Nicht das, was ich an einer Fernstrasse erwartet hätte. Das Haus ist sehr alt, aber die Innenausstattung ist brandneu. WLAN ist kostenlos, und als ich im Restaurant zu Abend esse, wird mir klar, dass Sara eine Feinschmeckerköchin ist. Es gibt Ravioli mit Spinat-Ricottafüllung, bestreut mit Mohn und Käse, danach regionales Beef auf einem Ruccolabeet und gewürzt mit schwarzem(!) Salz, dazu gibt es einen Viertelliter Vino da Tavola aus der Region. Herrlich. Ich genieße jeden Bissen.
Nach dem Mahl verabschiede ich mich, und beziehe mein Zimmer. Dort schreibe ich noch Tagebuch, sichere die Daten und Bilder des Tages und recherchiere nach Bezugsquellen für TomTom-Teile in Norditalien.

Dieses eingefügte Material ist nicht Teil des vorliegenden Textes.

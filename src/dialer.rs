//! Transport establishment and the handshake sub-protocol: greeting parse,
//! `IPROTO_ID` negotiation, `IPROTO_AUTH`.

use bytes::Bytes;
use futures_util::{SinkExt, StreamExt};
use rmpv::Value;
use sha1::{Digest, Sha1};
use tokio::io::{AsyncReadExt, ReadHalf, WriteHalf};
use tokio::net::TcpStream;
use tokio_util::codec::{FramedRead, FramedWrite};
use tracing::{debug, instrument};

use crate::codec;
use crate::config::Config;
use crate::error::{AuthError, Error, ProtocolError, TransportError, UnsupportedError};
use crate::frame::{body_key, Greeting, Header, Opcode};
use crate::framer::Framer;
use crate::transport::BoxedTransport;

/// IPROTO_ID / IPROTO_FEATURE_* — the subset of optional wire behaviors this
/// client negotiates for.
pub mod feature {
    pub const STREAMS: u32 = 0;
    pub const TRANSACTIONS: u32 = 1;
    pub const ERROR_EXTENSION: u32 = 2;
    pub const WATCHERS: u32 = 3;
}

const CLIENT_PROTOCOL_VERSION: u32 = 4;
const DEFAULT_AUTH_METHOD: &str = "chap-sha1";

pub struct DialedTransport {
    pub read: FramedRead<ReadHalf<BoxedTransport>, Framer>,
    pub write: FramedWrite<WriteHalf<BoxedTransport>, Framer>,
    pub server_version_banner: String,
    pub server_features: Vec<u32>,
    pub peer_supports_names: bool,
}

/// Open the transport and run the handshake to completion. On success the
/// returned halves are ready for the writer/reader loops to take over; no
/// application frame has been left unconsumed.
#[instrument(skip(config), fields(endpoint = %config.endpoint))]
pub async fn dial(config: &Config) -> Result<DialedTransport, Error> {
    let tcp = tokio::time::timeout(
        config.connect_timeout,
        TcpStream::connect((config.endpoint.host.as_str(), config.endpoint.port)),
    )
    .await
    .map_err(|_| {
        Error::Transport(TransportError::Connect {
            endpoint: config.endpoint.to_string(),
            source: std::io::Error::new(std::io::ErrorKind::TimedOut, "connect timed out"),
        })
    })?
    .map_err(|source| {
        Error::Transport(TransportError::Connect {
            endpoint: config.endpoint.to_string(),
            source,
        })
    })?;
    tcp.set_nodelay(true).ok();

    let boxed = dial_boxed_transport(tcp, config).await?;
    dial_transport(boxed, config).await
}

#[cfg(feature = "tls")]
async fn dial_boxed_transport(tcp: TcpStream, config: &Config) -> Result<BoxedTransport, Error> {
    match &config.tls {
        Some(tls_config) => dial_tls(tcp, config, tls_config.clone()).await,
        None => Ok(Box::new(tcp)),
    }
}

#[cfg(not(feature = "tls"))]
async fn dial_boxed_transport(tcp: TcpStream, _config: &Config) -> Result<BoxedTransport, Error> {
    Ok(Box::new(tcp))
}

/// Wrap `tcp` in a TLS session negotiated from `tls_config` before the
/// greeting is read off the wire.
#[cfg(feature = "tls")]
async fn dial_tls(
    tcp: TcpStream,
    config: &Config,
    tls_config: std::sync::Arc<tokio_rustls::rustls::ClientConfig>,
) -> Result<BoxedTransport, Error> {
    use tokio_rustls::rustls::pki_types::ServerName;
    use tokio_rustls::TlsConnector;

    let server_name = ServerName::try_from(config.endpoint.host.clone())
        .map_err(|_| {
            Error::Transport(TransportError::Connect {
                endpoint: config.endpoint.to_string(),
                source: std::io::Error::new(std::io::ErrorKind::InvalidInput, "invalid TLS server name"),
            })
        })?;

    let connector = TlsConnector::from(tls_config);
    let stream = connector
        .connect(server_name, tcp)
        .await
        .map_err(TransportError::Io)?;
    Ok(Box::new(stream))
}

async fn dial_transport(mut transport: BoxedTransport, config: &Config) -> Result<DialedTransport, Error> {
    let mut greeting_buf = [0u8; crate::frame::greeting::GREETING_LEN];
    transport
        .read_exact(&mut greeting_buf)
        .await
        .map_err(TransportError::Io)?;
    let greeting = Greeting::parse(&greeting_buf).map_err(Error::Protocol)?;
    debug!(banner = %greeting.version_banner, "received greeting");

    let (read_half, write_half) = tokio::io::split(transport);
    let mut read = FramedRead::new(read_half, Framer::new());
    let mut write = FramedWrite::new(write_half, Framer::new());

    let mut sync = 0u32;
    let mut next_sync = || {
        sync += 1;
        sync
    };

    if let Some(creds) = &config.credentials {
        authenticate(&mut read, &mut write, &greeting, creds, next_sync()).await?;
    }

    let (server_features, peer_supports_names) =
        negotiate_id(&mut read, &mut write, next_sync()).await?;

    for required in &config.required_features {
        if !server_features.contains(required) {
            return Err(Error::Unsupported(UnsupportedError::MissingFeature(*required)));
        }
    }

    Ok(DialedTransport {
        read,
        write,
        server_version_banner: greeting.version_banner,
        server_features,
        peer_supports_names,
    })
}

async fn authenticate(
    read: &mut FramedRead<ReadHalf<BoxedTransport>, Framer>,
    write: &mut FramedWrite<WriteHalf<BoxedTransport>, Framer>,
    greeting: &Greeting,
    creds: &crate::config::Credentials,
    sync: u32,
) -> Result<(), Error> {
    let scramble = chap_sha1_scramble(greeting.auth_salt(), creds.password.as_bytes());

    let body = Value::Map(vec![
        (
            Value::from(body_key::USER_NAME as u64),
            Value::from(creds.user.as_str()),
        ),
        (
            Value::from(body_key::TUPLE as u64),
            Value::Array(vec![
                Value::from(DEFAULT_AUTH_METHOD),
                Value::Binary(scramble.to_vec()),
            ]),
        ),
    ]);

    let header = Header::request(Opcode::Auth, sync, None);
    send_handshake_frame(write, &header, &body).await?;
    let (resp_header, resp_body) = recv_handshake_frame(read).await?;

    if resp_header.sync != sync {
        return Err(Error::Protocol(ProtocolError::Malformed(
            "auth response sync mismatch".into(),
        )));
    }

    if resp_header.is_error {
        let value = codec::decode_value(&resp_body).map_err(Error::Protocol)?;
        let (message, _extra, _stack) = crate::frame::header::decode_server_error(&value);
        return Err(Error::Auth(AuthError::Rejected(message)));
    }

    Ok(())
}

/// The default `chap-sha1` scramble: `xor(sha1(password), sha1(salt ||
/// sha1(sha1(password))))`.
pub fn chap_sha1_scramble(salt: &[u8], password: &[u8]) -> [u8; 20] {
    let sha1_pw = Sha1::digest(password);
    let sha1_sha1_pw = Sha1::digest(sha1_pw);

    let mut salted = Vec::with_capacity(salt.len() + sha1_sha1_pw.len());
    salted.extend_from_slice(salt);
    salted.extend_from_slice(&sha1_sha1_pw);
    let step3 = Sha1::digest(&salted);

    let mut out = [0u8; 20];
    for i in 0..20 {
        out[i] = sha1_pw[i] ^ step3[i];
    }
    out
}

async fn negotiate_id(
    read: &mut FramedRead<ReadHalf<BoxedTransport>, Framer>,
    write: &mut FramedWrite<WriteHalf<BoxedTransport>, Framer>,
    sync: u32,
) -> Result<(Vec<u32>, bool), Error> {
    let features = vec![
        feature::STREAMS,
        feature::TRANSACTIONS,
        feature::ERROR_EXTENSION,
        feature::WATCHERS,
    ];

    let body = Value::Map(vec![
        (
            Value::from(body_key::VERSION as u64),
            Value::from(CLIENT_PROTOCOL_VERSION),
        ),
        (
            Value::from(body_key::FEATURES as u64),
            Value::Array(features.iter().map(|f| Value::from(*f)).collect()),
        ),
    ]);

    let header = Header::request(Opcode::Id, sync, None);
    send_handshake_frame(write, &header, &body).await?;
    let (resp_header, resp_body) = recv_handshake_frame(read).await?;

    if resp_header.is_error {
        let value = codec::decode_value(&resp_body).map_err(Error::Protocol)?;
        let (message, _extra, _stack) = crate::frame::header::decode_server_error(&value);
        return Err(Error::Protocol(ProtocolError::Malformed(message)));
    }

    let value = codec::decode_value(&resp_body).map_err(Error::Protocol)?;
    let map = value
        .as_map()
        .ok_or_else(|| Error::Protocol(ProtocolError::Malformed("ID response not a map".into())))?;

    let mut server_features = Vec::new();
    let mut server_version = 0u32;
    for (k, v) in map {
        match k.as_u64() {
            Some(n) if n == body_key::FEATURES as u64 => {
                if let Some(arr) = v.as_array() {
                    server_features = arr.iter().filter_map(|f| f.as_u64().map(|n| n as u32)).collect();
                }
            }
            Some(n) if n == body_key::VERSION as u64 => {
                server_version = v.as_u64().unwrap_or(0) as u32;
            }
            _ => {}
        }
    }

    // Name-based space/index references were introduced in protocol
    // version 3; both sides must speak at least that version.
    let negotiated_version = CLIENT_PROTOCOL_VERSION.min(server_version);
    let peer_supports_names = negotiated_version >= 3;

    Ok((server_features, peer_supports_names))
}

async fn send_handshake_frame(
    write: &mut FramedWrite<WriteHalf<BoxedTransport>, Framer>,
    header: &Header,
    body: &Value,
) -> Result<(), Error> {
    let payload = codec::encode_frame(header, body).map_err(Error::Protocol)?;
    write.send(payload).await.map_err(Error::Transport)
}

async fn recv_handshake_frame(
    read: &mut FramedRead<ReadHalf<BoxedTransport>, Framer>,
) -> Result<(Header, Bytes), Error> {
    let payload = read
        .next()
        .await
        .ok_or(Error::Transport(TransportError::Closed))?
        .map_err(Error::Transport)?;
    codec::split_frame(&payload).map_err(Error::Protocol)
}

Später in der Nacht liege ich Bett und überlege, ob ich morgen vielleicht 300 Kilometer bis nach Mailand fahren will, zum autorisierten TomTom-Händler.
Nein, will ich nicht.
Und schon bin ich eigeschlafen.
Was für ein langer und seltsamer und denkwürdiger Tag. An den werde ich mich noch lange erinnern.
Im nächsten Teil: Der mit der appen Nase.

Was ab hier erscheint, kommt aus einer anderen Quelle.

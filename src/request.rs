//! The `Request`/`Response`/`SchemaResolver` contract external request
//! builders implement to ride the connection engine.

use std::sync::atomic::{AtomicBool, Ordering};
use std::sync::Arc;
use std::time::Duration;

use bytes::BytesMut;
use tokio::sync::Notify;

use crate::error::{ProtocolError, SchemaError};
use crate::frame::Opcode;

/// A cooperative cancellation signal a caller can attach to a request.
/// Cloning shares the same flag: firing it from any clone cancels every
/// `submit` still waiting on it. Independent of `Config::default_deadline`
/// — a request can carry both, neither, or just one.
#[derive(Clone, Debug, Default)]
pub struct CancelToken {
    cancelled: Arc<AtomicBool>,
    notify: Arc<Notify>,
}

impl CancelToken {
    pub fn new() -> CancelToken {
        CancelToken::default()
    }

    /// Fire the cancellation. Idempotent — calling it more than once has no
    /// further effect.
    pub fn cancel(&self) {
        self.cancelled.store(true, Ordering::Release);
        self.notify.notify_waiters();
    }

    pub fn is_cancelled(&self) -> bool {
        self.cancelled.load(Ordering::Acquire)
    }

    /// Resolves once [`cancel`](Self::cancel) has been called, including if
    /// it already was before this call.
    pub async fn cancelled(&self) {
        loop {
            if self.is_cancelled() {
                return;
            }
            let notified = self.notify.notified();
            if self.is_cancelled() {
                return;
            }
            notified.await;
        }
    }
}

/// A space reference as it appears in a request body: either the caller
/// already knows the numeric id, or wants it resolved from a name through
/// the connection's [`SchemaResolver`].
#[derive(Debug, Clone)]
pub enum SpaceRef {
    Id(u32),
    Name(String),
}

#[derive(Debug, Clone)]
pub enum IndexRef {
    Id(u32),
    Name(String),
}

/// Implemented by the connection engine itself; request encoders call back
/// into it to turn space/index names into numeric ids before serializing a
/// body.
pub trait SchemaResolver {
    fn resolve_space(&self, space: &SpaceRef) -> Result<u32, SchemaError>;
    fn resolve_index(&self, index: &IndexRef, space_id: u32) -> Result<u32, SchemaError>;
    /// Whether the peer supports sending names instead of ids directly,
    /// letting an encoder skip local resolution and let the server resolve.
    fn peer_supports_names(&self) -> bool;
}

/// A logical request: knows its opcode, its stream/async-ness, and how to
/// encode its own body. Implemented by request-kind crates external to this
/// one (Select, Insert, Call, …); this crate only consumes the trait.
pub trait Request: Send + Sync + 'static {
    /// The decoded shape of a successful response to this request.
    type Response: Send + 'static;

    fn opcode(&self) -> Opcode;

    /// If true, the server never replies and no waiter is allocated.
    fn is_async(&self) -> bool {
        false
    }

    /// Per-request override for `ConnectionClosed { retryable }` classification.
    fn is_idempotent(&self) -> bool {
        false
    }

    /// Stream this request is bound to, if any.
    fn stream_id(&self) -> Option<u64> {
        None
    }

    /// Per-request deadline, overriding `Config::default_deadline` when
    /// present. `None` falls back to the connection-wide default.
    fn deadline(&self) -> Option<Duration> {
        None
    }

    /// An attached cancellation token. If it fires before a response
    /// arrives, `submit` resolves with `Error::Cancelled` and the waiter is
    /// torn down without waiting for a server reply.
    fn cancellation(&self) -> Option<&CancelToken> {
        None
    }

    /// Encode the body map given a resolver for any named space/index refs.
    fn encode_body(
        &self,
        resolver: &dyn SchemaResolver,
        dst: &mut BytesMut,
    ) -> Result<(), ProtocolError>;

    /// Decode a successful response body into `Self::Response`.
    fn decode_response(&self, body: &[u8]) -> Result<Self::Response, ProtocolError>;
}
/// `ER_WRONG_SCHEMA_VERSION`: the server rejected a request because the
/// schema version it carried is stale. Triggers exactly one local refresh
/// and retry before the error is surfaced to the caller.
const WRONG_SCHEMA_VERSION: u32 = 109;

/// Fetch `_vspace`/`_vindex` and atomically publish a new snapshot.
/// Concurrent callers converge on [`SchemaCache::begin_refresh`], so at most
/// one of them actually issues the two SELECTs.
#[instrument(skip(shared))]
pub(crate) async fn refresh_schema(shared: &Arc<Shared>) -> Result<(), Error> {
    let Some(_permit) = shared.schema.begin_refresh().await else {
        return Ok(());
    };

    let vspace_rows = select_system_space(shared, VSPACE_ID).await?;
    let vindex_rows = select_system_space(shared, VINDEX_ID).await?;

    let snapshot = crate::schema_decode::build_snapshot(vspace_rows, vindex_rows)
        .map_err(Error::Protocol)?;
    shared.schema.install(snapshot);
    Ok(())
}

const VSPACE_ID: u32 = 281;
const VINDEX_ID: u32 = 289;

async fn select_system_space(shared: &Arc<Shared>, space_id: u32) -> Result<Vec<rmpv::Value>, Error> {
    let generation = shared
        .generation
        .load_full()
        .ok_or(Error::ConnectionClosed { retryable: true })?;
    let sync = generation
        .registry
        .alloc_sync()
        .map_err(|_| Error::ConnectionClosed { retryable: true })?;

    let body = rmpv::Value::Map(vec![
        (
            rmpv::Value::from(crate::frame::body_key::SPACE_ID as u64),
            rmpv::Value::from(space_id),
        ),
        (
            rmpv::Value::from(crate::frame::body_key::INDEX_ID as u64),
            rmpv::Value::from(0u32),
        ),
        (
            rmpv::Value::from(crate::frame::body_key::ITERATOR as u64),
            rmpv::Value::from(crate::frame::Iterator::All as u8),
        ),
        (
            rmpv::Value::from(crate::frame::body_key::LIMIT as u64),
            rmpv::Value::from(u32::MAX),
        ),
        (
            rmpv::Value::from(crate::frame::body_key::OFFSET as u64),
            rmpv::Value::from(0u32),
        ),
        (
            rmpv::Value::from(crate::frame::body_key::KEY as u64),
            rmpv::Value::Array(vec![]),
        ),
    ]);

    let header = Header::request(Opcode::Select, sync, None);
    let payload = codec::encode_frame(&header, &body).map_err(Error::Protocol)?;

    let rx = generation.registry.register(sync, true);
    generation
        .writer_tx
        .send(WriterCommand::Frame(payload))
        .await
        .map_err(|_| Error::ConnectionClosed { retryable: true })?;

    let body = rx.await.map_err(|_| Error::ConnectionClosed { retryable: true })??;
    let value = codec::decode_value(&body).map_err(Error::Protocol)?;
    let rows = value
        .as_map()
        .and_then(|m| m.iter().find(|(k, _)| k.as_u64() == Some(crate::frame::body_key::DATA as u64)))
        .and_then(|(_, v)| v.as_array())
        .cloned()
        .unwrap_or_default();
    Ok(rows)
}

/// Dial, run the handshake, and spin up the writer/reader tasks for a fresh
/// generation.
async fn dial_and_spawn(shared: &Arc<Shared>) -> Result<GenerationState, Error> {
    let DialedTransport {
        read,
        write,
        server_version_banner,
        server_features: _,
        peer_supports_names,
    } = dialer::dial(&shared.config).await?;

    shared.schema.set_peer_supports_names(peer_supports_names);
    info!(banner = %server_version_banner, "handshake complete");

    let id = shared.gen_counter.fetch_add(1, Ordering::AcqRel) + 1;
    let registry = Arc::new(RequestRegistry::new());
    let failed = Arc::new(Notify::new());
    let (writer_tx, writer_rx) = mpsc::channel(shared.config.writer_queue_capacity);

    tokio::spawn(writer::run(writer_rx, write, failed.clone()));
    tokio::spawn(reader::run(
        read,
        registry.clone(),
        shared.schema.clone(),
        shared.watchers.clone(),
        failed.clone(),
    ));

    Ok(GenerationState {
        id,
        registry,
        writer_tx,
        stream_ids: StreamIdAllocator::new(),
        failed,
    })
}

/// Background task: watches the live generation for failure and runs the
/// reconnect state machine described in the supervisor's transition table.
async fn supervise(shared: Arc<Shared>) {
    loop {
        let Some(generation) = shared.generation.load_full() else {
            return;
        };
        generation.failed.notified().await;

        if shared.closing.load(Ordering::Acquire) {
            return;
        }

        shared.generation.store(None);
        // Any `submit()` still holding this generation's `Arc` keeps its
        // registry alive, so the waiter map must be failed explicitly —
        // dropping the shared slot above only stops *new* submissions from
        // reaching it.
        generation.registry.fail_all(true);
        shared.set_state(ConnState::Reconnecting);
        warn!("connection lost, entering reconnecting state");

        let mut attempt = 0u32;
        loop {
            if shared.closing.load(Ordering::Acquire) {
                return;
            }

            match dial_and_spawn(&shared).await {
                Ok(generation) => {
                    resubscribe_watchers(&shared, &generation).await;
                    shared.generation.store(Some(Arc::new(generation)));
                    shared.set_state(ConnState::Ready);
                    debug!(attempt, "reconnected");
                    break;
                }
                Err(Error::Unsupported(_)) => {
                    // A required-feature mismatch on reconnect is fatal.
                    shared.set_state(ConnState::Closed);
                    return;
                }
                Err(error) => {
                    if let Some(max) = shared.config.max_reconnect_attempts {
                        if attempt >= max {
                            warn!(%error, "reconnect attempts exhausted, closing");
                            shared.set_state(ConnState::Closed);
                            return;
                        }
                    }
                    let delay = shared.config.backoff.delay_for(attempt);
                    warn!(%error, attempt, ?delay, "reconnect attempt failed, backing off");
                    tokio::time::sleep(delay).await;
                    attempt += 1;
                }
            }
        }
    }
}

async fn resubscribe_watchers(shared: &Arc<Shared>, generation: &GenerationState) {
    for key in shared.watchers.subscribed_keys() {
        let Ok(sync) = generation.registry.alloc_sync() else {
            continue;
        };
        let header = Header::request(Opcode::Watch, sync, None);
        let body = rmpv::Value::Map(vec![(
            rmpv::Value::from(crate::frame::body_key::EVENT_KEY as u64),
            rmpv::Value::from(key.as_str()),
        )]);
        if let Ok(payload) = codec::encode_frame(&header, &body) {
            let _ = generation.writer_tx.send(WriterCommand::Frame(payload)).await;
        }
    }
}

Weiter zu Teil 4: Der mit der appen Nase
11 Gedanken zu „Motorradreise 2013 (3): Stromlos in der Sternstadt“
Äääääääääh, Du kriegst das hin mit dem Navi, äääääh – ike spüre daaaas, äääääh.
dieser unvergessliche Moment mit dem Neffen… kommt da nicht auch die Lust?

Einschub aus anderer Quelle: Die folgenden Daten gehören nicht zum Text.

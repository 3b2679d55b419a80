mod support;

use iproto_client::{CancelToken, Config, Endpoint, Opcode};
use support::id_response;
use support::requests::CancellablePing;
use support::FakeServer;

/// A request whose cancellation token fires before the server ever replies
/// resolves with `Error::Cancelled` instead of hanging until a deadline.
#[tokio::test]
async fn cancelling_before_a_reply_arrives_surfaces_cancelled() {
    let server = FakeServer::bind().await;
    let config = Config::builder(Endpoint::new(server.host(), server.port())).build();

    let server_task = tokio::spawn(async move {
        let mut conn = server.accept().await;
        conn.send_greeting().await;
        let (id_header, _) = conn.expect(Opcode::Id).await;
        conn.reply_ok(id_header.sync, id_response(4, &[0, 1, 2, 3])).await;

        // Deliberately never reply to the PING: the client must not hang
        // waiting for a response that's never coming once cancelled.
        let _ = conn.expect(Opcode::Ping).await;
    });

    let client = iproto_client::Connection::connect(config).await.expect("connect");

    let cancel = CancelToken::new();
    let cancel_clone = cancel.clone();
    tokio::spawn(async move {
        tokio::time::sleep(std::time::Duration::from_millis(50)).await;
        cancel_clone.cancel();
    });

    let err = client
        .submit(CancellablePing { cancel })
        .await
        .expect_err("cancelled request must not resolve successfully");
    assert!(matches!(err, iproto_client::Error::Cancelled));

    server_task.await.expect("server task panicked");
    client.close().await;
}

/// A token cancelled before `submit` is even called resolves immediately.
#[tokio::test]
async fn an_already_cancelled_token_short_circuits_immediately() {
    let server = FakeServer::bind().await;
    let config = Config::builder(Endpoint::new(server.host(), server.port())).build();

    let server_task = tokio::spawn(async move {
        let mut conn = server.accept().await;
        conn.send_greeting().await;
        let (id_header, _) = conn.expect(Opcode::Id).await;
        conn.reply_ok(id_header.sync, id_response(4, &[0, 1, 2, 3])).await;
        let _ = conn.expect(Opcode::Ping).await;
    });

    let client = iproto_client::Connection::connect(config).await.expect("connect");

    let cancel = CancelToken::new();
    cancel.cancel();

    let elapsed = std::time::Instant::now();
    let err = client
        .submit(CancellablePing { cancel })
        .await
        .expect_err("pre-cancelled request must not resolve successfully");
    assert!(matches!(err, iproto_client::Error::Cancelled));
    assert!(elapsed.elapsed() < std::time::Duration::from_secs(1));

    server_task.await.expect("server task panicked");
    client.close().await;
}
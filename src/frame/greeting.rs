use crate::error::ProtocolError;

pub const GREETING_LEN: usize = 128;
const BANNER_LEN: usize = 64;
const SALT_B64_LEN: usize = 44;
const SALT_RAW_LEN: usize = 32;
pub const AUTH_SALT_LEN: usize = 20;

/// The 128-byte banner every server sends immediately after accepting the
/// transport, before any frame is exchanged.
#[derive(Debug, Clone)]
pub struct Greeting {
    pub version_banner: String,
    salt: [u8; SALT_RAW_LEN],
}

impl Greeting {
    /// Parse a greeting from the first 128 bytes read off the wire.
    pub fn parse(buf: &[u8; GREETING_LEN]) -> Result<Greeting, ProtocolError> {
        let banner = std::str::from_utf8(&buf[..BANNER_LEN])
            .map_err(|_| ProtocolError::BadGreeting)?
            .trim_end()
            .to_string();

        if !banner.contains("Tarantool") {
            return Err(ProtocolError::BadGreeting);
        }

        let salt_b64 = std::str::from_utf8(&buf[BANNER_LEN..BANNER_LEN + SALT_B64_LEN])
            .map_err(|_| ProtocolError::BadGreeting)?
            .trim_end();

        let decoded = base64::Engine::decode(&base64::engine::general_purpose::STANDARD, salt_b64)
            .map_err(|_| ProtocolError::BadGreeting)?;

        if decoded.len() < SALT_RAW_LEN {
            return Err(ProtocolError::BadGreeting);
        }

        let mut salt = [0u8; SALT_RAW_LEN];
        salt.copy_from_slice(&decoded[..SALT_RAW_LEN]);

        Ok(Greeting {
            version_banner: banner,
            salt,
        })
    }

    /// The 20 bytes of salt actually fed into the `chap-sha1` scramble.
    pub fn auth_salt(&self) -> &[u8] {
        &self.salt[..AUTH_SALT_LEN]
    }
}
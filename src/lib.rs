//! Compound measurement units built from scale prefixes and atomic symbols.
//!
//! Atoms such as bit or metre combine by multiplication and division into a
//! [`UniUnit`], a prefix over a fraction of atoms. Matching atoms cancel
//! automatically. A [`Quantity`] pairs a magnitude with a unit and collapses
//! to a plain number when its unit cancels away.
//!
//! ```
//! use uniunit::catalogue::{kilobit, megabit, KILOGRAM, METRE, SECOND};
//! use uniunit::Value;
//!
//! let g = 9.8 * (METRE / SECOND.pow(2));
//! let force = (100.0 * KILOGRAM) * g;
//! assert_eq!(force.as_quantity().unwrap().unit().to_string(), "kgm/ss");
//!
//! let ratio = (4.0 * kilobit()) / (16.0 * megabit());
//! assert!(matches!(ratio, Value::Number(_)));
//! ```

pub mod atom;
pub mod catalogue;
pub mod error;
pub mod prefix;
pub mod quantity;
pub mod uniunit;
pub mod value;

pub use atom::Atom;
pub use error::{Operation, UnitError, UnitResult};
pub use prefix::Prefix;
pub use quantity::Quantity;
pub use uniunit::{RenderStyle, UniUnit};
pub use value::Value;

Awwwwwwwwwwwwwwwwwwwwwwwwwwww.
Rufus: Danke für die Zuversicht! 🙂
Leandrah: Erstaunlicherweise… nein. Ist aber auch ein schwieriges Thema.
Das Foto mit dem Knirps und dem Wiesel ist einfach Zucker! Das sieht wirklich aus, als ob der Kleine da eine wunderbare Freundschaft begründen will. Aber das Wiesel weiß ja zum Glück um seine Pflichten und ist nicht als Kuscheltier da geblieben. Braves Wiesel!
Mic: Da sagen Sie etwas sehr wahres. RAmen!
Mic & WdW: Wenn ihr wüsstet…. das Wiesel war im Rest des Sommers ganze zwei Monate bei dem Knirps. Er wollte es nicht mehr hergeben und ohne es nicht mehr einschlafen. Jetzt hat er sein eigenes Wiesel: Wisela. Ein einjähriger mit eigenem Wiesel, aus dem MUSS was werden.
Tja, dann bleibt nur noch die Frage zu klären, ob der Neffe mehr Eindruck auf den Onkel, oder der Onkel auf den Neffen gemacht hat. Oder liegt die Sache mit dem Wiesel irgendwie in den Genen in eurer Familie? Wisela ist aber mal ein ausgesucht schöner Name für ein Wieselmädchen.
Der Knirps hatte das Wiesel zwei Monate und hat NICHT DARÜBER GEBLOGGT???
Tssss.
Wisela ist ein prima Name. Weiter so.
Das bringen wir ihm als nächstes bei, das bloggen.